Paradjanov de Serge Avédikian et Olena Fetisova.

lundi 5 janvier 2015
par  CP
popularité : 21%

Paradjanov ou le Scandale Paradjanov

Film de Serge Avédikian et Olena Fetisova

Sortie nationale du film le 7 janvier

Kamen. Les pierres

Film documentaire de Florence Lazar

Article 11, CQFD, Réfractions

À signaler un roman de Bruno Bachmann, Comme un, Commune ou les tribulations de Madeleine et Théo Fischer, du Paris libre de 1871 à Rio de Janeiro (éditions Petra) ; une réédition étonnante d’un ouvrage de Marcel Ollivier paru en 1933, Marx et Engels, poètes romantiques (Spartacus). Mais aussi, La Mémoire empoisonne mes puits, récit de Daniel Blanchard (l’une et l’autre), une réflexion à vif sur l’âge, sur la mémoire, sur le temps et sur une époque révolue. De ces ouvrages, nous reparlerons dans de prochaines émissions. Quant aux poèmes de Marx et Engels, Nicolas nous en fera la lecture le 24 janvier.

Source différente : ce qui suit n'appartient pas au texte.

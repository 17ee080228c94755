//! Replay and property tests for tactics_core.
//!
//! Random command scripts are mostly invalid. Rejected commands must not
//! leave a trace, so replaying only the accepted log reproduces the state.

use proptest::prelude::*;
use tactics_core::pathfinding::find_path;
use tactics_core::prelude::*;
use tactics_test_utils::determinism::run_script;
use tactics_test_utils::fixtures::{duel_setup, opening_script, pos, warrior};
use tactics_test_utils::strategies::{arb_command_script, arb_grid_pos};

// =============================================================================
// Replay
// =============================================================================

mod replay {
    use super::*;

    #[test]
    fn test_replay_reproduces_opening_events() {
        let setup = duel_setup(21);
        let mut battle = Battle::from_setup(&setup).unwrap();
        let (live_events, rejected) = run_script(&mut battle, &opening_script());
        assert_eq!(rejected, 0);

        let replay = Replay::record("opening", setup, &battle);
        let decoded = Replay::from_bytes(&replay.to_bytes().unwrap()).unwrap();
        let mut player = ReplayPlayer::new(decoded).unwrap();
        let replayed = player.run_to_end().unwrap();

        assert_eq!(replayed, live_events);
        assert_eq!(player.battle().state_hash(), battle.state_hash());
    }

    #[test]
    fn test_replay_setup_is_ron_portable() {
        let setup = duel_setup(5);
        let text = ron::to_string(&setup).unwrap();
        let parsed = BattleSetup::from_ron_str(&text).unwrap();
        assert_eq!(parsed, setup);

        let a = Battle::from_setup(&setup).unwrap();
        let b = Battle::from_setup(&parsed).unwrap();
        assert_eq!(a.state_hash(), b.state_hash());
    }

    #[test]
    fn test_seek_backwards_rebuilds_state() {
        let setup = duel_setup(8);
        let mut battle = Battle::from_setup(&setup).unwrap();
        run_script(&mut battle, &opening_script());
        let mut player = ReplayPlayer::new(Replay::record("seek", setup, &battle)).unwrap();

        player.seek(4).unwrap();
        let midway = player.battle().state_hash();
        player.run_to_end().unwrap();
        player.seek(4).unwrap();

        assert_eq!(player.battle().state_hash(), midway);
        assert_eq!(player.battle().position_of(UnitId(0)), Some(pos(4, 2)));
    }

    #[test]
    fn test_tampered_log_is_detected() {
        let setup = duel_setup(8);
        let mut battle = Battle::from_setup(&setup).unwrap();
        run_script(&mut battle, &opening_script());
        let mut replay = Replay::record("tamper", setup, &battle);
        replay.commands.truncate(5);

        assert!(matches!(
            ReplayPlayer::new(replay).unwrap().verify(),
            Err(BattleError::DesyncDetected { commands: 5, .. })
        ));
    }
}

// =============================================================================
// Properties
// =============================================================================

mod properties {
    use super::*;

    /// A map with rocks where `rocks` says so.
    fn rocky_map(width: u32, height: u32, rocks: &[bool]) -> BattleMap {
        BattleMap::with_tiles(width, height, |x, y| {
            let i = (y as u32 * width + x as u32) as usize;
            if rocks.get(i).copied().unwrap_or(false) {
                Tiles::ROCK
            } else {
                Tiles::GRASS
            }
        })
    }

    proptest! {
        #![proptest_config(ProptestConfig::with_cases(128))]

        #[test]
        fn prop_paths_are_walkable_and_within_budget(
            rocks in proptest::collection::vec(proptest::bool::weighted(0.25), 64),
            from in arb_grid_pos(8, 8),
            to in arb_grid_pos(8, 8),
            budget in 0u32..12,
        ) {
            let map = rocky_map(8, 8, &rocks);
            if let Some(path) = find_path(&map, from, to, budget, Tiles::LAND) {
                prop_assert!(!path.is_empty());
                prop_assert!(path.len() <= budget as usize);
                prop_assert!(from.is_adjacent(path[0]));
                for pair in path.windows(2) {
                    prop_assert!(pair[0].is_adjacent(pair[1]));
                }
                for cell in &path {
                    prop_assert!(map.is_spare(*cell, Tiles::LAND));
                }
                if path.len() < budget as usize {
                    prop_assert_eq!(path.last(), Some(&to));
                }
            }
        }

        #[test]
        fn prop_buff_ids_stay_unique(
            adds in proptest::collection::vec((0usize..3, 1u32..4), 1..20)
        ) {
            let mut battle = Battle::new(BattleMap::new(3, 3), 1, vec![1]).unwrap();
            let unit = battle.add_warrior_at(pos(1, 1), warrior(1, 10, 2)).unwrap();
            let ids = ["haste", "rage", "ward"];

            for (which, amount) in adds {
                let buff = match which {
                    0 => Buff::countdown(ids[0], amount, 4, BuffEffect::Marker),
                    1 => Buff::overlay(ids[1], amount, 5, BuffEffect::AttackBoost { amount: 1 }),
                    _ => Buff::passive(ids[2], BuffEffect::ResetShield),
                };
                battle.add_buff(unit, buff).unwrap();
            }

            let w = battle.warrior(unit).unwrap();
            let mut seen: Vec<&str> = w.buffs().map(|b| b.id.as_str()).collect();
            let total = seen.len();
            seen.sort_unstable();
            seen.dedup();
            prop_assert_eq!(seen.len(), total);
            if let Some(remaining) = w.buff("haste").and_then(Buff::remaining) {
                prop_assert!(remaining <= 4);
            }
            let rage = w.buff("rage").map_or(0, Buff::stacks);
            prop_assert!(rage <= 5);
            prop_assert_eq!(w.stats.atk_inc, rage as i32);
        }

        #[test]
        fn prop_occupancy_matches_arena(
            script in arb_command_script(8, 6, 5, vec![1, 2], 60)
        ) {
            let mut battle = Battle::from_setup(&duel_setup(13)).unwrap();
            let mut full = opening_script();
            full.extend(script);
            run_script(&mut battle, &full);

            let placed: Vec<UnitId> = battle
                .warriors()
                .iter()
                .filter(|w| w.obj().is_some())
                .map(Warrior::id)
                .collect();
            for unit in &placed {
                let at = battle.position_of(*unit).unwrap();
                prop_assert_eq!(battle.map().unit_at(at), Some(*unit));
                prop_assert!(!battle.warrior(*unit).unwrap().is_dead());
            }
            // Units plus the single rock prop.
            prop_assert_eq!(battle.map().occupied_count(), placed.len() + 1);
        }

        #[test]
        fn prop_accepted_log_replays_to_same_hash(
            script in arb_command_script(8, 6, 4, vec![1, 2], 60)
        ) {
            let setup = duel_setup(17);
            let mut battle = Battle::from_setup(&setup).unwrap();
            let mut full = opening_script();
            full.extend(script);
            let (live, _) = run_script(&mut battle, &full);

            let mut player = ReplayPlayer::new(Replay::record("prop", setup, &battle)).unwrap();
            let replayed = player.run_to_end().unwrap();
            prop_assert_eq!(replayed, live);
            prop_assert_eq!(player.battle().state_hash(), battle.state_hash());
        }
    }
}
//! # Tactics Core
//!
//! Deterministic simulation core for a turn-based tactical battle.
//!
//! This crate contains **only** deterministic logic:
//! - No rendering
//! - No IO
//! - No system randomness (one seeded RNG per battle)
//!
//! This separation enables:
//! - Headless and server-side battles
//! - Replays from a seed plus a command log
//! - Determinism testing
//!
//! ## Crate Structure
//!
//! - [`map`] - Grid, terrain and occupancy
//! - [`pathfinding`] - Grid A*
//! - [`warrior`] - Combat units
//! - [`skill`] - Active skills and buffs
//! - [`battle`] - The battle state machine
//! - [`replay`] - Replay recording and playback

#![forbid(unsafe_code)]
#![warn(missing_docs)]
#![warn(clippy::all, clippy::pedantic)]

pub mod battle;
pub mod command;
pub mod error;
pub mod events;
pub mod hooks;
pub mod map;
pub mod pathfinding;
pub mod replay;
pub mod rng;
pub mod setup;
pub mod skill;
pub mod tile;
pub mod warrior;

/// Re-export commonly used types
pub mod prelude {
    pub use crate::battle::{Battle, BattlePhase};
    pub use crate::command::{Command, CommandRecord};
    pub use crate::error::{BattleError, Result};
    pub use crate::events::{BattleEvent, DamageReport, SelectionChanged};
    pub use crate::map::{BattleMap, GridPos, ObjId, Occupant, OccupantKind};
    pub use crate::pathfinding::find_path;
    pub use crate::replay::{Replay, ReplayPlayer};
    pub use crate::setup::{BattleSetup, MapDescription, UnitPlacement, WarriorTemplate};
    pub use crate::skill::{ActiveSkill, ActiveSkillKind, Buff, BuffEffect, BuffKind};
    pub use crate::tile::Tiles;
    pub use crate::warrior::{AttackType, CombatStats, TeamId, UnitId, Warrior};
}
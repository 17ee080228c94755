//! # Tactics Test Utilities
//!
//! Shared testing utilities for all crates:
//! - Determinism test harness
//! - Battle fixtures
//! - Property-based testing strategies

#![forbid(unsafe_code)]
#![warn(missing_docs)]

pub mod determinism;
pub mod fixtures;

pub use determinism::strategies;

/// Re-export proptest for convenience.
pub use proptest;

La revue Réfractions a choisi pour son numéro 33 de se poser des questions sur la nature humaine : « POURQUOI AVONS-NOUS RESSENTI LE DÉSIR DE PRÉPARER un numéro de Réfractions sur “la Nature Humaine” ? [Réponse] Peut-être parce que notre époque nous le sollicite à travers de multiples indices que la raison ne perçoit encore qu’obscurément. Peut-être parce qu’il il y a des fissures qui bougent dans l’imaginaire collectif, et que l’ancien repoussoir de la “nature humaine”, au service du pouvoir politique pendant des siècles, commence à être examiné de manière critique. » À suivre dans une prochaine émission.

Mais d’abord cinéma avec Paradjanov, le film a changé de titre depuis sa présentation en 2013 au festival Cinemed, et il est désormais intitulé Le Scandale Paradjanov. Réalisé par Serge Avédikian et Olena Fetisova, il est aussi interprété par Serge Avédikian, littéralement habité par le foisonnement et la fantaisie de son personnage. Sergeï Paradjanov est certainement l’un des réalisateurs les plus originaux avec des chefs d’œuvres comme Les Chevaux de feu et Sayat-Nova.

Le film évoque l’itinéraire créatif de Sergei Paradjanov, réalisateur arménien hors norme, imaginatif et provocateur, dont la soif de liberté et le refus de se plier aux interdits édictés par l’Union soviétique lui valurent la prison à plusieurs reprises.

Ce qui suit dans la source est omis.